Fyctia
3.-
J’allais mourir.
Le lendemain, je pris ma voiture et roulai sur plusieurs kilomètres. Ma femme n’étant pas au courant de ma démission, je dû faire comme d’habitude, pour donner le change. Mais, au lieu de me rendre au boulot, je me dirigeai là où la route me portait, sans destination précise.
Je traversai un pont. C’était un monstre d’acier rouge. Ses suspentes s’élevaient haut dans le ciel.
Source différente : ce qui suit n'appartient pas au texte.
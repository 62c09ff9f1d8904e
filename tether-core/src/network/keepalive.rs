// SPDX-FileCopyrightText: 2026 Mattia Egloff <mattia.egloff@pm.me>
//
// SPDX-License-Identifier: GPL-3.0-or-later

//! Keepalive Monitor
//!
//! Probes a Resource with `GET <path>` after every quiet interval. Any
//! inbound frame resets the timer. The connection is closed with
//! [`UNEXPECTED_DISCONNECT_CODE`] when a probe fails, answers non-2xx, or
//! when the last sign of life is older than the stale threshold.

use std::time::Duration;

use tokio::sync::mpsc;
use tokio::time::Instant;
use tracing::{debug, info, warn};

use super::error::NetworkError;
use super::resource::{SendRequestOptions, WeakResource};
use super::transport::UNEXPECTED_DISCONNECT_CODE;

/// Quiet time before a probe is sent.
pub const KEEPALIVE_INTERVAL: Duration = Duration::from_secs(55);

/// Maximum age of the last sign of life before the connection is dropped.
pub const STALE_THRESHOLD: Duration = Duration::from_secs(5 * 60);

/// How long a probe may go unanswered.
pub const KEEPALIVE_TIMEOUT: Duration = Duration::from_secs(10);

/// Probes slower than this are logged as delayed.
pub const MAX_HEALTHY_RESPONSE_TIME: Duration = Duration::from_millis(500);

/// Keepalive settings.
#[derive(Debug, Clone, PartialEq, Eq)]
pub struct KeepAliveConfig {
    /// Probe path.
    pub path: String,
    /// Quiet interval between probes.
    pub interval: Duration,
    /// Maximum age of the last sign of life.
    pub stale_threshold: Duration,
    /// Probe response deadline.
    pub response_timeout: Duration,
    /// Close the connection when a probe goes unanswered.
    pub disconnect_on_no_response: bool,
}

impl Default for KeepAliveConfig {
    fn default() -> Self {
        KeepAliveConfig {
            path: "/".to_string(),
            interval: KEEPALIVE_INTERVAL,
            stale_threshold: STALE_THRESHOLD,
            response_timeout: KEEPALIVE_TIMEOUT,
            disconnect_on_no_response: true,
        }
    }
}

impl KeepAliveConfig {
    /// Default settings probing `path`.
    pub fn with_path(path: &str) -> Self {
        KeepAliveConfig {
            path: path.to_string(),
            ..Default::default()
        }
    }
}

enum Signal {
    Reset,
    Force(Option<Duration>),
    Stop,
}

/// Control handle owned by the Resource driver.
pub(crate) struct KeepAliveHandle {
    signals: mpsc::UnboundedSender<Signal>,
}

impl KeepAliveHandle {
    pub(crate) fn reset(&self) {
        let _ = self.signals.send(Signal::Reset);
    }

    pub(crate) fn force(&self, timeout: Option<Duration>) {
        let _ = self.signals.send(Signal::Force(timeout));
    }

    pub(crate) fn stop(&self) {
        let _ = self.signals.send(Signal::Stop);
    }
}

pub(crate) fn spawn(name: &str, config: KeepAliveConfig, target: WeakResource) -> KeepAliveHandle {
    let (signals, receiver) = mpsc::unbounded_channel();
    let monitor = KeepAlive {
        name: name.to_string(),
        config,
        target,
        signals: receiver,
        last_alive_at: Instant::now(),
    };
    tokio::spawn(monitor.run());
    KeepAliveHandle { signals }
}

struct KeepAlive {
    name: String,
    config: KeepAliveConfig,
    target: WeakResource,
    signals: mpsc::UnboundedReceiver<Signal>,
    last_alive_at: Instant,
}

impl KeepAlive {
    async fn run(mut self) {
        let mut next_probe = self.last_alive_at + self.config.interval;
        loop {
            tokio::select! {
                signal = self.signals.recv() => match signal {
                    Some(Signal::Reset) => {
                        self.last_alive_at = Instant::now();
                        next_probe = self.last_alive_at + self.config.interval;
                    }
                    Some(Signal::Force(timeout)) => {
                        if !self.probe(timeout).await {
                            return;
                        }
                        next_probe = Instant::now() + self.config.interval;
                    }
                    Some(Signal::Stop) | None => return,
                },
                _ = tokio::time::sleep_until(next_probe) => {
                    if !self.probe(None).await {
                        return;
                    }
                    next_probe = Instant::now() + self.config.interval;
                }
            }
        }
    }

    /// Sends one probe. Returns false once the monitor should stop.
    async fn probe(&mut self, timeout: Option<Duration>) -> bool {
        if self.last_alive_at.elapsed() > self.config.stale_threshold {
            warn!(resource = %self.name, "Last keepalive was too far in the past");
            self.target.close(
                UNEXPECTED_DISCONNECT_CODE,
                "Last keepalive request was too far in the past",
            );
            return false;
        }

        let response_timeout = timeout.unwrap_or(self.config.response_timeout);
        let options =
            SendRequestOptions::new("GET", &self.config.path).with_timeout(response_timeout);
        let Some(reply) = self.target.request(options) else {
            return false;
        };

        debug!(resource = %self.name, "Sending keepalive");
        let sent_at = Instant::now();
        match reply.await {
            Ok(Ok(response)) if response.is_success() => {
                let elapsed = sent_at.elapsed();
                if elapsed > MAX_HEALTHY_RESPONSE_TIME {
                    info!(resource = %self.name, elapsed_ms = elapsed.as_millis() as u64, "Delayed keepalive response");
                }
                self.last_alive_at = Instant::now();
                true
            }
            Ok(Ok(response)) if response.is_connection_closed() => false,
            Ok(Ok(response)) => {
                warn!(resource = %self.name, status = response.status, "Keepalive failed");
                self.target.close(
                    UNEXPECTED_DISCONNECT_CODE,
                    &format!("Keepalive response with {} code", response.status),
                );
                false
            }
            Ok(Err(NetworkError::RequestTimedOut { .. })) => {
                if !self.config.disconnect_on_no_response {
                    info!(resource = %self.name, "Keepalive unanswered, keeping connection");
                    return true;
                }
                warn!(resource = %self.name, "Keepalive unanswered");
                self.target.close(
                    UNEXPECTED_DISCONNECT_CODE,
                    &format!(
                        "No response to keepalive request after {}ms",
                        response_timeout.as_millis()
                    ),
                );
                false
            }
            Ok(Err(NetworkError::ShuttingDown)) => true,
            Ok(Err(_)) | Err(_) => false,
        }
    }
}
/// State of one legacy lookup.
pub struct LegacySession {
    auth: Credentials,
    cookie: Option<String>,
    attestations: Vec<(String, Attestation)>,
    response: Option<LegacyDiscoveryResponse>,
}

/// Legacy SGX discovery.
pub struct LegacyDiscovery<T, S = X509SignatureVerifier> {
    enclave_id: Vec<u8>,
    transport: T,
    verifier: S,
}

impl<T: LegacyDiscoveryTransport> LegacyDiscovery<T> {
    /// Creates the variant, verifying signatures against the configured
    /// trust anchor.
    pub fn new(config: &LegacyDiscoveryConfig, transport: T) -> DiscoveryResult<Self> {
        let verifier = X509SignatureVerifier::new(&config.trust_anchor)?;
        Self::with_verifier(config, transport, verifier)
    }
}

impl<T, S> LegacyDiscovery<T, S>
where
    T: LegacyDiscoveryTransport,
    S: AttestationSignatureVerifier,
{
    /// Creates the variant with a custom signature verifier.
    pub fn with_verifier(
        config: &LegacyDiscoveryConfig,
        transport: T,
        verifier: S,
    ) -> DiscoveryResult<Self> {
        let enclave_id = hex::decode(&config.enclave_id)
            .map_err(|e| DiscoveryError::AttestationInvalid(format!("Bad enclave id: {}", e)))?;
        if enclave_id.len() != 32 {
            return Err(DiscoveryError::AttestationInvalid(format!(
                "Enclave id must be 32 bytes, got {}",
                enclave_id.len()
            )));
        }
        Ok(LegacyDiscovery {
            enclave_id,
            transport,
            verifier,
        })
    }

    /// Checks one attestation and derives its keys.
    fn accept_attestation(
        &self,
        secret: &StaticSecret,
        client_public: &PublicKey,
        attestation: &AttestationResponse,
    ) -> DiscoveryResult<Attestation> {
        let quote = decode_field("quote", &attestation.quote)?;
        let server_ephemeral = decode_key("serverEphemeralPublic", &attestation.server_ephemeral_public)?;
        let server_static = decode_key("serverStaticPublic", &attestation.server_static_public)?;

        validate_quote(&quote, &server_static, &self.enclave_id)?;
        let body: SignatureBody = serde_json::from_str(&attestation.signature_body)
            .map_err(|e| DiscoveryError::AttestationInvalid(format!("Bad signature body: {}", e)))?;
        validate_signature_body(&body, &attestation.quote, chrono::Utc::now())?;
        self.verifier.verify(
            &decode_field("signature", &attestation.signature)?,
            attestation.signature_body.as_bytes(),
            &attestation.certificates,
        )?;

        let ephemeral_to_ephemeral = secret.diffie_hellman(&PublicKey::from(server_ephemeral));
        let ephemeral_to_static = secret.diffie_hellman(&PublicKey::from(server_static));
        let (client_key, server_key) = derive_attestation_keys(
            ephemeral_to_ephemeral.as_bytes(),
            ephemeral_to_static.as_bytes(),
            client_public.as_bytes(),
            &server_ephemeral,
            &server_static,
        )?;

        let mut ciphertext = decode_field("ciphertext", &attestation.ciphertext)?;
        ciphertext.extend_from_slice(&decode_field("tag", &attestation.tag)?);
        let iv = decode_nonce("iv", &attestation.iv)?;
        let request_id = open(&server_key, iv, &[], &ciphertext)?;

        Ok(Attestation {
            client_key,
            server_key,
            request_id,
        })
    }
}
Un pont géant, digne des plus grands films de catastrophes naturel ou de films d’horreurs. Ses deux pylônes semblaient dessiner la bouche des enfers. Je songeai un instant que c’était le lieu idéal pour mourir.
Et pourquoi pas.
Plutôt que d’attendre la mort, je pouvais décider de l’endroit et de l’heure. Cela serait un beau bras d’honneur à l’intention de la faucheuse, un pied de nez magistral. Les trois pies, qui tissaient et coupaient les fils du destin, pouvaient aller se faire foutre.
L’idée était séduisante.
Je garai ma voiture à la sortie du pont et j’empruntais la passerelle piétonne. Sous mes pieds, au travers du treillis soudé, l’eau du fleuve s’écoulait avec fracas sur des rochers éparpillés.
Au centre du pont, je fis une halte. Je posai mes mains sur la rambarde de sécurité et regardai par-dessus-bord. La hauteur était impressionnante. Aucun doute, une chute serait fatale. Je respirai un grand coup, fermai les yeux.
— Eh l’ami ! J’espère que tu ne comptes pas sauter ?
À quelques mètres, un homme était apparu. Il regardait dans ma direction. Il était assis sur une caisse et pêchait dans le fleuve. De loin, il ressemblait à Morgan Freeman avec sa courte barbe blanche et son expression triste dans le visage. Son chapeau contenait plusieurs hameçons sur le flan, sa veste était multi-poches et ses bottes en caoutchouc remontaient jusqu’aux genoux.
— Moi je dis ça parce que t’es pas le premier à y avoir songé. Et si tu comptes vraiment en finir, ce n’est pas le meilleur moyen. T’as plus de chances de finir mouillé que mort ! s’esclaffa-t-il.
— Je vois, dis-je timidement.
— Tu vas effrayer les poissons. Sois gentil, laisse-moi au moins pêcher de quoi diner.
Gentil.
Que je sois gentil ?
Si je ne me sentais pas si en colère, j’aurais presque eu envie de chialer.
Il est gentil, David.
Je haïssais cette phrase. Je la méprisais, la détestais du plus profond de mon être. Chaque fois que j’entendais la famille, les amis ou même de simples connaissances, articuler ces quatre mots qui me faisaient enrager, cela me donnait envie de vomir.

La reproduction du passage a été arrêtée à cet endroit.